Fresh tomato and pepper production in the USA has an annual value of approximately $2 billion with Florida, Georgia, South Carolina and North Carolina, comprising approximately 43% of the national production of these two crops (15). Tomato and pepper integrated pest management programs are critical to maintaining a viable production system in the Southeast because just as the warm-wet conditions provide for lush growth of these crops, so too does it provide for plentiful insect and disease problems. In the late 1990’s, an increase in thrips-related problems involving the transmission of Tomato spotted wilt virus (TSWV) which causes the tomato spotted wilt (TSW) disease lead to intensive pesticide use, economic losses, and severe challenges to production not only in vegetables, but most notably in peanut and tobacco. 

In response, the scientists at University of Georgia, University of Florida, Clemson University, and University and North Carolina State University and from other state agencies in the Southeast have spent the better part of two decades trying to solve this insect transmitted virus disease and transfer this information to growers through vegetable field days (Fig. 1) and other media such as this website.

This website is the culmination of years of research and extension efforts by the research and extension teams dealing with thrips-vectored TSWV in tomato and pepper from Florida, Georgia, South Carolina and North Carolina. A significant portion of the information was developed as part of a USDA RAMP 2008-2012 funded project entitled, “A Reduced-Risk System for Managing Thrips and Tomato Spotted Wilt Virus in Tomato and Pepper in the Southeastern U.S.A.” The integrated pest management approach to this pest problem involves forecasting when the thrips vectors occur relative to tomato and pepper production in the Southeast, assessing potential severity of the disease, identifying management tactics that consistently mitigate the negative effects on crop production quality and providing decision criteria for the best use of these tactics. The management tactic that has been most effective in peanut, tomato and pepper has been host plant resistance to TSW. The effectiveness of this tactic has been attested by the reduction in losses due to TSW in these crops over the last decade (see Fig. 2 for example data in peanut). It is important have a management system clearly documented as we move forward since the pest situation can always change. For example, if host plant resistance to TSW in tomato were to be lost through adaptation of the virus, a comprehensive approach with multiple tactics will help reduce losses and allow pest managers to continue to adapt to the problem.
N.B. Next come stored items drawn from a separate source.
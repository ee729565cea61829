//! KDLパーサー
//!
//! スタックファイル（stack.kdl）をパースします。

mod elb;

pub use elb::{parse_listener, parse_load_balancer, parse_tags, parse_target_group};

use crate::error::{Result, StackError};
use crate::model::{EngineSettings, ListenerSpec, Stack};
use kdl::{KdlDocument, KdlNode};
use std::collections::HashSet;
use std::fs;
use std::path::{Path, PathBuf};

/// KDLファイルをパースしてStackを生成
pub fn parse_stack_file<P: AsRef<Path>>(path: P) -> Result<Stack> {
    let content = fs::read_to_string(path.as_ref()).map_err(|e| StackError::IoError {
        path: path.as_ref().to_path_buf(),
        message: e.to_string(),
    })?;
    parse_stack_string(&content)
}

/// KDL文字列をパース
pub fn parse_stack_string(content: &str) -> Result<Stack> {
    let doc: KdlDocument = content.parse()?;
    let mut stack = Stack::default();

    for node in doc.nodes() {
        match node.name().value() {
            "cluster" => {
                stack.cluster = node
                    .entries()
                    .first()
                    .and_then(|e| e.value().as_string())
                    .ok_or_else(|| StackError::InvalidConfig("cluster requires a name".to_string()))?
                    .to_string();
            }
            "tags" => stack.tags.extend(parse_tags(node)),
            "engine" => stack.engine = parse_engine(node)?,
            "load-balancer" => stack.load_balancers.push(parse_load_balancer(node)?),
            "target-group" => stack.target_groups.push(parse_target_group(node)?),
            "listener" => stack.listeners.push(parse_listener(node)?),
            other => {
                tracing::warn!("Unknown top-level node '{}'", other);
            }
        }
    }

    validate(&stack)?;
    tracing::debug!(
        cluster = %stack.cluster,
        resources = stack.resource_count(),
        "Parsed stack"
    );
    Ok(stack)
}

/// engine ノードをパース
fn parse_engine(node: &KdlNode) -> Result<EngineSettings> {
    let mut engine = EngineSettings::default();

    if let Some(children) = node.children() {
        for child in children.nodes() {
            let first = child.entries().first().map(|e| e.value());
            match child.name().value() {
                "target" => {
                    let value = first.and_then(|v| v.as_string()).unwrap_or("");
                    engine.target = value.parse().map_err(StackError::InvalidConfig)?;
                }
                "parallelism" => {
                    engine.parallelism = first
                        .and_then(|v| v.as_integer())
                        .and_then(|v| usize::try_from(v).ok())
                        .filter(|v| *v > 0)
                        .ok_or_else(|| {
                            StackError::InvalidConfig(
                                "engine parallelism must be a positive integer".to_string(),
                            )
                        })?;
                }
                "tag-batch-limit" | "tag_batch_limit" => {
                    engine.tag_batch_limit = first
                        .and_then(|v| v.as_integer())
                        .and_then(|v| usize::try_from(v).ok())
                        .filter(|v| *v > 0)
                        .ok_or_else(|| {
                            StackError::InvalidConfig(
                                "engine tag-batch-limit must be a positive integer".to_string(),
                            )
                        })?;
                }
                "output" => {
                    if let Some(output) = first.and_then(|v| v.as_string()) {
                        engine.output = PathBuf::from(output);
                    }
                }
                other => {
                    tracing::warn!("engine: unknown field '{}'", other);
                }
            }
        }
    }

    Ok(engine)
}

/// 名前の重複と参照先の存在をチェック
fn validate(stack: &Stack) -> Result<()> {
    check_unique("load-balancer", stack.load_balancers.iter().map(|r| &r.name))?;
    check_unique("target-group", stack.target_groups.iter().map(|r| &r.name))?;
    check_unique("listener", stack.listeners.iter().map(|r| &r.name))?;

    for listener in &stack.listeners {
        check_listener_refs(stack, listener)?;
    }
    Ok(())
}

fn check_unique<'a>(kind: &str, names: impl Iterator<Item = &'a String>) -> Result<()> {
    let mut seen = HashSet::new();
    for name in names {
        if !seen.insert(name) {
            return Err(StackError::DuplicateResource {
                kind: kind.to_string(),
                name: name.clone(),
            });
        }
    }
    Ok(())
}

fn check_listener_refs(stack: &Stack, listener: &ListenerSpec) -> Result<()> {
    let from = format!("listener '{}'", listener.name);

    if let Some(name) = listener.load_balancer.as_named()
        && stack.load_balancer(name).is_none()
    {
        return Err(StackError::UnknownReference {
            from,
            kind: "load-balancer".to_string(),
            name: name.to_string(),
        });
    }

    if let Some(name) = listener.target_group.as_ref().and_then(|r| r.as_named())
        && stack.target_group(name).is_none()
    {
        return Err(StackError::UnknownReference {
            from,
            kind: "target-group".to_string(),
            name: name.to_string(),
        });
    }

    Ok(())
}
The best way to use this website is as a starting point to the other material in the literature and on the web. As new TSW management information arises, this will be posted or linked from this site (www.tswvramp.org). Interactive links dealing with thrips forecasting will only be available on line due to the temporal nature of these data. Also, be aware that the RAMP Team members listed in the back of this publication are simply those researchers and extension specialists involved in the original project. In the first chapter on history and economic impact we discuss TSW incidence in peanut and tobacco in addition to vegetables. This is because much of the historical incidences and early economic impact of this pest problem first arose in these other cropping systems. Also, the TSW incidence in tobacco is a better indicator of overall severity of the virus over time because tobacco does not currently have host plant resistance to TSW in commercial cultivars. Since the tobacco survey was conducted over a large scale, it provides representative disease severity data for the Southeast. In vegetables, the two crops most severely affected in the Southeast have been tomato and pepper. These are also two of the most economically important vegetable crops based on farm-gate value in the region.